Color-Change Garnet from Kenya
Kenya s new color-change garnet performs miracles in different lighting environments. In fluorescent light, it looks the bluest any garnet has ever looked; in incandescent light, youd swear it was a very fine alexandrite.
2 Minute Read
I start this report with a little bathroom humor-of the gemological kind. While digging a pit latrine in early January, a ranch hand in the Taita-Taveta area of Kenya came across some unusual looking stones just a few feet below the surface. Those curiosities turned out to be color-change garnet.
What followed is the classic tale of mining rushes. Hundreds of small-scale miners descended upon the area from nearby mines and started producing material - the very best of which rivals the finest from Madagascar - changing from a teal (blue-green) in fluorescent light to pinkish-purplish-red in incandescent light.
Kenya's new color-change garnet fresh from the earth
This isn't the first such gem stampede. The Taita-Taveta mining area is known for the vast majority of tsavorite production in East Africa and also produces other gems including ruby, golden and chrome tourmaline, red garnet, apatite, etc.
Call in the Cops
The rushing miners proceeded to mine haphazardly on this private land, and even dug up a section of an adjacent road under which some fine stones were reportedly found. The landowner then brought in security forces to bring some control to the area, and the small-scale miners moved to an adjoining piece of land, where they are currently mining. Nearby claim-holders are also actively mining this material now. As anyone familiar with East African geology knows — when you strike a gem in a particular area there is a great likelihood of finding similar material in the surrounding area, albeit a very hit and miss process, given the tortured geology of the region.
The lack of water in the area (even worse with the current drought in East Africa) makes mining a very dusty and tedious process here. The miners are unable to wash the gravels and better separate heavy materials from which gems can be extracted.
What have we here?
There is a very wide range of colors being produced in this new mining areawith the bulk being light brownish stones with little change to a smattering (no more than 5%) of fine material with 100% color change. What's more, colors in both states are superb.
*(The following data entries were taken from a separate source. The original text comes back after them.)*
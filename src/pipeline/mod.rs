//! Referral validation pipeline
//!
//! The core of the tool: join the cleaned entity tables, resolve one
//! effective timezone per referral, project instants into it, classify
//! every referral against the business-rule set, and assemble the fixed
//! reporting schema. Each run is a pure function of its input tables; the
//! stages share no state between invocations.

pub mod classify;
pub mod join;
pub mod normalize;
pub mod report;
pub mod timezone;

use chrono_tz::Tz;
use tracing::{debug, info};

use crate::model::Dataset;
pub use classify::{Classification, Reason, Verdict};
pub use join::JoinedReferral;
pub use report::{ReportRow, RunSummary};

/// Pipeline configuration. The default timezone is explicit so tests and
/// callers can override the fallback zone.
#[derive(Debug, Clone, Copy)]
pub struct PipelineConfig {
    pub default_timezone: Tz,
}

impl Default for PipelineConfig {
    fn default() -> Self {
        Self {
            default_timezone: chrono_tz::Asia::Jakarta,
        }
    }
}

/// Run the full validation pipeline over one cleaned dataset.
pub fn run(data: &Dataset, config: &PipelineConfig) -> (Vec<ReportRow>, RunSummary) {
    info!("validating {} referrals", data.referrals.len());

    let joined = join::join(data);
    let classified: Vec<(JoinedReferral, Classification)> = joined
        .into_iter()
        .map(|record| {
            let tz = timezone::resolve_timezone(&record, config.default_timezone);
            let local = normalize::normalize(&record, tz);
            let classification = classify::classify(&record, &local);
            debug!(
                "referral {}: tz={} verdict={}",
                record.referral.id,
                tz,
                classification.verdict.as_str()
            );
            (record, classification)
        })
        .collect();

    let (rows, summary) = report::assemble(&classified);
    info!(
        "classified {} referrals: {} valid ({} success, {} pending/failed), {} invalid",
        summary.total,
        summary.valid(),
        summary.valid_success,
        summary.valid_pending_or_failed,
        summary.invalid
    );
    (rows, summary)
}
The news isn't all good. The vast majority of stones are very heavily included and unsuitable for fashioning into faceted gems, making it difficult to obtain clean stones with good change.
The Dangers of Wishful Thinking
Due to the fantastic color-change in the best material, many brokers mistakenly thought the material to be Alexandrite and sold it for very high prices to over-eager buyers. While fine alexandrite fetches thousands of dollars per carat, color change garnet can usually be purchased for a fraction of that.
However, a little gemology could have prevented some confusion. The field test between alexandrite and color-change garnet is very simple. Garnet is singly refractive, which can be assessed with a simple dichroscope, while alexandrite is trichroic, showing three colors in the dichroscope.
Pandemonium in Progress
Buyers have now arrived from all over the world, driving up prices for the very best material. Sizes that can be cut from the better color material are primarily below one carat, with material above two carats rare, and above three carats extremely rare. Since this is an alluvial deposit mining can only be expected to last for a relatively short period of time. It is unknown if the primary deposit still exists and even if it is discovered mining that is likely to be far more difficult and expensive than this current strike.